Chronic pain. Severe, unrelenting pain. Pain un-muted by medication.

Pain can negatively impact one’s quality of life, make restful sleep impossible, and even drive some veterans to depression or worse. To complicate matters, it’s not just physical pain that can make life difficult. The brain cannot distinguish between physical and emotional or mental pain and anguish.

The same areas of the brain – the anterior insula and the anterior cingulate cortex – get activated whether people feel physical, mental, or emotional pain. For those experiencing a traumatic event, the painful memory can be triggered repeatedly, creating a deep groove in the brain, neurologically speaking. This makes the breaking of neural patterns of response to pain and stress difficult.

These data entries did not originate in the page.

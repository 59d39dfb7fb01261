use super::m00000000_000001_create_users_table::Users;
use super::timestamp_column;
use sea_orm_migration::prelude::*;
pub struct Migration;

impl MigrationName for Migration {
    fn name(&self) -> &str {
        "m00000000_000003_create_posts_table"
    }
}

#[async_trait::async_trait]
impl MigrationTrait for Migration {
    async fn up(&self, manager: &SchemaManager) -> Result<(), DbErr> {
        manager
            .create_table(
                Table::create()
                    .if_not_exists()
                    .table(Posts::Table)
                    .col(ColumnDef::new(Posts::PostId).uuid().not_null().primary_key())
                    .col(ColumnDef::new(Posts::UserId).uuid().not_null())
                    .foreign_key(
                        ForeignKey::create()
                            .name("fk-posts-user_id")
                            .from(Posts::Table, Posts::UserId)
                            .to(Users::Table, Users::UserId)
                            .on_delete(ForeignKeyAction::Cascade),
                    )
                    .col(ColumnDef::new(Posts::Title).string_len(200).not_null())
                    .col(ColumnDef::new(Posts::Description).string_len(500).null())
                    .col(ColumnDef::new(Posts::Content).text().null())
                    .col(&mut timestamp_column(manager, Posts::Posted))
                    .to_owned(),
            )
            .await?;
        manager
            .create_index(
                Index::create()
                    .if_not_exists()
                    .name("idx-posts-posted")
                    .table(Posts::Table)
                    .col(Posts::Posted)
                    .to_owned(),
            )
            .await
    }
    async fn down(&self, manager: &SchemaManager) -> Result<(), DbErr> {
        manager
            .drop_table(Table::drop().table(Posts::Table).to_owned())
            .await
    }
}

#[derive(Iden)]
pub enum Posts {
    Table,
    PostId,
    UserId,
    Title,
    Description,
    Content,
    Posted,
}
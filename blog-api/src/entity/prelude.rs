pub use super::author_profiles::Entity as AuthorProfiles;
pub use super::comments::Entity as Comments;
pub use super::post_likes::Entity as PostLikes;
pub use super::posts::Entity as Posts;
pub use super::users::Entity as Users;
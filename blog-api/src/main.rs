mod args;
mod entity;
mod errors;
mod migrator;
mod service;
mod session;
mod storage;
mod store;
use actix_cors::Cors;
use args::{self as run_args, RunArgs};
use clap::Parser;
use std::sync::{Arc, Mutex};

use actix_session::{storage::CookieSessionStore, SessionMiddleware};
use actix_web::{self, cookie::Key, dev::Server, middleware::Logger, web, App, HttpServer};
use log::{error, info};
use sea_orm::{ConnectOptions, Database, DatabaseConnection, DbBackend, DbErr, Statement};
use service::DbConnection;
use session::TokenSession;
use storage::{FsImageStore, ImageStore};

async fn setup_database(
    db_url: &str,
    db_name: &str,
    refresh: bool,
) -> Result<DatabaseConnection, DbErr> {
    use sea_orm::ConnectionTrait;
    use sea_orm_migration::MigratorTrait;

    let mut c_opt = ConnectOptions::new(db_url);
    c_opt.sqlx_logging(false);

    let db = Database::connect(c_opt).await?;

    let db = match db.get_database_backend() {
        DbBackend::MySql => {
            db.execute(Statement::from_string(
                db.get_database_backend(),
                format!("CREATE DATABASE IF NOT EXISTS `{}`;", db_name),
            ))
            .await?;
            let url = format!("{}/{}", db_url, db_name);
            Database::connect(&url).await?
        }
        DbBackend::Postgres => {
            return Err(DbErr::Custom("postgresql is not supported".to_owned()));
        }
        DbBackend::Sqlite => db,
    };
    if refresh {
        info!("refreshing database schema");
        migrator::Migrator::fresh(&db).await?;
    }
    migrator::Migrator::up(&db, None).await?;

    Ok(db)
}

#[actix_web::main]
async fn main() -> std::io::Result<()> {
    env_logger::init_from_env(env_logger::Env::new().default_filter_or("debug"));

    let args = run_args::RunArgs::parse();

    info!(
        "Running blog server on {}:{}\nwith database url: {} and database name: {}",
        &args.adress, &args.port, &args.db, &args.db_name
    );
    create_and_run_server(&args).await?.await?;
    Ok(())
}

async fn create_and_run_server(args: &RunArgs) -> std::io::Result<Server> {
    let secret_key = Key::generate();
    let db = setup_database(&args.db, &args.db_name, args.fresh)
        .await
        .map_err(|e| {
            error!("database setup error: {}", e);
            std::io::Error::new(std::io::ErrorKind::Other, e.to_string())
        })?;

    let db = DbConnection::new(db);

    let token_session: Arc<Mutex<dyn TokenSession>> = Arc::new(Mutex::new(
        session::DefaultTokenSession::new(args.session_ttl()),
    ));
    let token_session = web::Data::from(token_session);

    let images: Arc<dyn ImageStore> = Arc::new(FsImageStore::new(&args.media_dir));
    let images = web::Data::from(images);

    Ok(HttpServer::new(move || {
        let cors = Cors::permissive();
        App::new()
            .configure(service::configure_services)
            .app_data(web::Data::new(db.clone()))
            .app_data(token_session.clone())
            .app_data(images.clone())
            .wrap(SessionMiddleware::new(
                CookieSessionStore::default(),
                secret_key.clone(),
            ))
            .wrap(Logger::default())
            .wrap(cors)
    })
    .bind((args.adress.clone(), args.port))?
    .run())
}
use crate::errors::{ServiceError, SessionValidationError};
use crate::store;

pub use super::objects::DbConnection;
use super::SESSION_ID;
use crate::session::TokenSession;
use actix_session::Session;
use std::{str::FromStr, sync::Mutex};
use uuid::Uuid;

/// Resolves the session cookie to the login it was issued for.
pub fn validate_session(
    token_session: &actix_web::web::Data<Mutex<dyn TokenSession>>,
    session: &Session,
) -> Result<String, ServiceError> {
    let Ok(Some(uuid_string)) = session.get::<String>(SESSION_ID) else {
        return Err(SessionValidationError::NoCookie.into());
    };
    let uuid = Uuid::from_str(&uuid_string).map_err(SessionValidationError::from)?;

    let sess = token_session
        .lock()
        .map_err(|_| ServiceError::internal("session store unavailable"))?;
    let Some(usr_login) = sess.get_user(&uuid) else {
        return Err(SessionValidationError::UnknownToken.into());
    };
    Ok(usr_login)
}

pub async fn get_user_id(login: &str, db: &DbConnection) -> Result<Uuid, ServiceError> {
    match store::users::find_by_username(&db.db_connection, login).await? {
        Some(u) => Ok(u.user_id),
        None => Err(SessionValidationError::NoUser.into()),
    }
}

/// The id of the logged-in user, or `Unauthenticated`.
pub async fn authenticate(
    token_session: &actix_web::web::Data<Mutex<dyn TokenSession>>,
    session: &Session,
    db: &DbConnection,
) -> Result<Uuid, ServiceError> {
    let login = validate_session(token_session, session)?;
    get_user_id(&login, db).await
}

/// Like [`authenticate`] but anonymous requests yield `None`.
pub async fn viewer(
    token_session: &actix_web::web::Data<Mutex<dyn TokenSession>>,
    session: &Session,
    db: &DbConnection,
) -> Result<Option<Uuid>, ServiceError> {
    match authenticate(token_session, session, db).await {
        Ok(id) => Ok(Some(id)),
        Err(ServiceError::Unauthenticated { .. }) => Ok(None),
        Err(e) => Err(e),
    }
}
use std::collections::HashMap;

use blog_commons::data_structures::LikeToggle;
use log::debug;
use sea_orm::sea_query::Expr;
use sea_orm::{
    ActiveValue, ColumnTrait, ConnectionTrait, DatabaseConnection, DbErr, EntityTrait,
    ModelTrait, PaginatorTrait, QueryFilter, QuerySelect, RelationTrait, TransactionTrait,
};
use uuid::Uuid;

use crate::entity::{post_likes, posts, prelude::*};
use crate::errors::ServiceError;

pub async fn count_for_post<C: ConnectionTrait>(db: &C, post_id: Uuid) -> Result<u64, DbErr> {
    PostLikes::find()
        .filter(post_likes::Column::PostId.eq(post_id))
        .count(db)
        .await
}

/// Like counts for a batch of posts; posts without likes are absent.
pub async fn counts_for_posts<C: ConnectionTrait>(
    db: &C,
    post_ids: &[Uuid],
) -> Result<HashMap<Uuid, u64>, DbErr> {
    if post_ids.is_empty() {
        return Ok(HashMap::new());
    }
    let rows = PostLikes::find()
        .select_only()
        .column(post_likes::Column::PostId)
        .column_as(Expr::col(post_likes::Column::UserId).count(), "likes")
        .filter(post_likes::Column::PostId.is_in(post_ids.iter().copied()))
        .group_by(post_likes::Column::PostId)
        .into_tuple::<(Uuid, i64)>()
        .all(db)
        .await?;
    Ok(rows
        .into_iter()
        .map(|(post_id, likes)| (post_id, likes.max(0) as u64))
        .collect())
}

pub async fn is_liked_by<C: ConnectionTrait>(
    db: &C,
    post_id: Uuid,
    user_id: Uuid,
) -> Result<bool, DbErr> {
    Ok(PostLikes::find_by_id((post_id, user_id))
        .one(db)
        .await?
        .is_some())
}

/// Likes received across every post written by `user_id`.
pub async fn total_for_author<C: ConnectionTrait>(db: &C, user_id: Uuid) -> Result<u64, DbErr> {
    PostLikes::find()
        .join(
            sea_orm::JoinType::InnerJoin,
            post_likes::Relation::Posts.def(),
        )
        .filter(posts::Column::UserId.eq(user_id))
        .count(db)
        .await
}

/// Flips `user_id`'s like on the post and reports the count as re-read
/// after the change, inside the same transaction.
pub async fn toggle(
    db: &DatabaseConnection,
    post_id: Uuid,
    user_id: Uuid,
) -> Result<LikeToggle, ServiceError> {
    let txn = db.begin().await?;
    if Posts::find_by_id(post_id).one(&txn).await?.is_none() {
        return Err(ServiceError::NotFound);
    }

    let liked = match PostLikes::find_by_id((post_id, user_id)).one(&txn).await? {
        Some(like) => {
            like.delete(&txn).await?;
            false
        }
        None => {
            let like = post_likes::ActiveModel {
                post_id: ActiveValue::Set(post_id),
                user_id: ActiveValue::Set(user_id),
            };
            PostLikes::insert(like).exec_without_returning(&txn).await?;
            true
        }
    };

    let total_likes = count_for_post(&txn, post_id).await?;
    txn.commit().await?;
    debug!(
        "like toggled on post {} by {}: liked={} total={}",
        post_id, user_id, liked, total_likes
    );
    Ok(LikeToggle { liked, total_likes })
}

Bob Deschner and Dottie Goodsun co-founded the San Antonio-based nonprofit Vet TRIIP in 2012 to provide veterans and military dependents free, integrated therapies to help clients deal with stress and pain.

“We both had experienced helping people with pain, and were invited to join a veterans advocacy group in Austin (Austin Veterans and Families Advocacy Council) back in 2009 because it was open to community members who wanted to help veterans,” said Goodsun, Vet TRIIP’s executive director.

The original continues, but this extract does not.